José Padilha’s Elite Squad: The Enemy Within (2010) explores the deep-seated corruption riddling Rio de Janeiro through a powerful Brazilian action drama. Building on the success of 2007’s Elite Squad, Padilha’s sequel offers another deeply compelling insight into the state of Rio’s law enforcement and political system, showing the true depths of the city’s social problems as an institutionalised pandemic.
After eradicating the drug cartels, Roberto Nascimento (Wagner Moura) is faced with a new enemy in the form of a politically-backed paramilitary mob. Following a PR disaster (in which prison in-mates are executed in front of a human rights activist), Nascimento loses his position at B.O.P.E (Batalhão de Operações Policiais Especiais), the Special Police Operations Battalion of the Military Police and is transferred to a desk job at the Secretary of Security’s intelligence unit.
Immersing himself in his work after the deterioration of his marriage, Nascimento sets about plotting to finally purge the streets of the cartels. Realising that his past crackdown has created a power vacuum on the streets, a group of corrupt police officers move in and take control with the support of politicians seeking re-election. Whilst dealing with the problems of the city streets, Nascimento is also struggling to connect with his increasingly distant son who is taking on the politics of his mother’s new husband – the same human rights activist involved in the prison riot scandal.
Casting its net further than Elite Squad, The Enemy Within moves away from the war with the drug cartels and focuses on the roles that the city’s police force and political system plays in keeping Rio’s streets in violent and dangerous disarray. Although in isolation both Elite Squad films offer convincing portrayals of Brazil’s shocking reality, they are best viewed in order to fully appreciate the background to B.O.P.E and its characters.

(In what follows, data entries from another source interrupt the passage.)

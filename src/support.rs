//! # Objects that own a group of handlers.
//!
//! [`EventSupport`] is the extension point for types that offer several
//! handlers at once. The type lists its handlers explicitly in
//! [`handler_specs`](EventSupport::handler_specs), usually built with
//! [`HandlerBuilder::sync_method`](crate::HandlerBuilder::sync_method) so the
//! instance reaches each handler as its first argument.
//!
//! ## Example
//! ```rust
//! use std::sync::Arc;
//! use std::sync::atomic::{AtomicU64, Ordering};
//! use eventspace::{Arguments, EventHandler, EventSpace, EventSupport, OwnerToken};
//! use serde_json::json;
//!
//! struct Stats {
//!     hits: AtomicU64,
//! }
//!
//! impl EventSupport for Stats {
//!     fn owner_token(&self) -> OwnerToken {
//!         OwnerToken::from("stats")
//!     }
//!
//!     fn handler_specs(self: Arc<Self>) -> Vec<EventHandler> {
//!         vec![EventHandler::builder("hit").sync_method(self, |this, _call, _args| {
//!             let n = this.hits.fetch_add(1, Ordering::Relaxed) + 1;
//!             Ok(Some(json!(n)))
//!         })]
//!     }
//! }
//!
//! let space = EventSpace::new();
//! let stats = Arc::new(Stats { hits: AtomicU64::new(0) });
//! Arc::clone(&stats).register_events(&space);
//!
//! space.emit("hit", Arguments::new()).unwrap();
//! assert_eq!(stats.hits.load(Ordering::Relaxed), 1);
//!
//! assert_eq!(stats.unregister_events(&space), 1);
//! assert!(space.is_empty());
//! ```

use std::sync::Arc;

use crate::handlers::{EventHandler, HandlerHandle, OwnerToken};
use crate::space::EventSpace;

/// A type that declares a set of handlers and an owner token for them.
pub trait EventSupport: Send + Sync + 'static {
    /// Token identifying this instance's handlers.
    fn owner_token(&self) -> OwnerToken;

    /// Handlers this instance offers.
    fn handler_specs(self: Arc<Self>) -> Vec<EventHandler>;

    /// Tags every handler with [`owner_token`](Self::owner_token) and registers it.
    fn register_events(self: Arc<Self>, space: &EventSpace) -> Vec<HandlerHandle> {
        let owner = self.owner_token();
        let handles: Vec<HandlerHandle> = self
            .handler_specs()
            .into_iter()
            .map(|handler| space.register(&handler.with_owner(owner.clone())))
            .collect();
        tracing::debug!(
            owner = owner.as_str(),
            handlers = handles.len(),
            "owner handlers registered"
        );
        handles
    }

    /// Removes every handler registered under [`owner_token`](Self::owner_token).
    fn unregister_events(&self, space: &EventSpace) -> usize {
        space.unregister_all(&self.owner_token())
    }
}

Whilst The Enemy Within is not as punchy as its trigger-happy predecessor, the film remains an intriguing slice of drama with the advantage of a much more balanced standpoint. This may be in part to the reception that Padilha received for his first film – in which he was criticised for his enthusiastic portrayal of B.O.P.E as an unrelenting executor of law and order with no appreciation for the complex social and economic causes of the city’s problems.
Past crime dramas such as City of God (2002), Carandiru (2003) and Padhila’s own 2002 debut Bus 174 have helped make Brazilian cinema an important tool for spreading awareness as well as an internationally critically acclaimed medium – thankfully, Elite Squad: The Enemy Within successfully continues with this trajectory.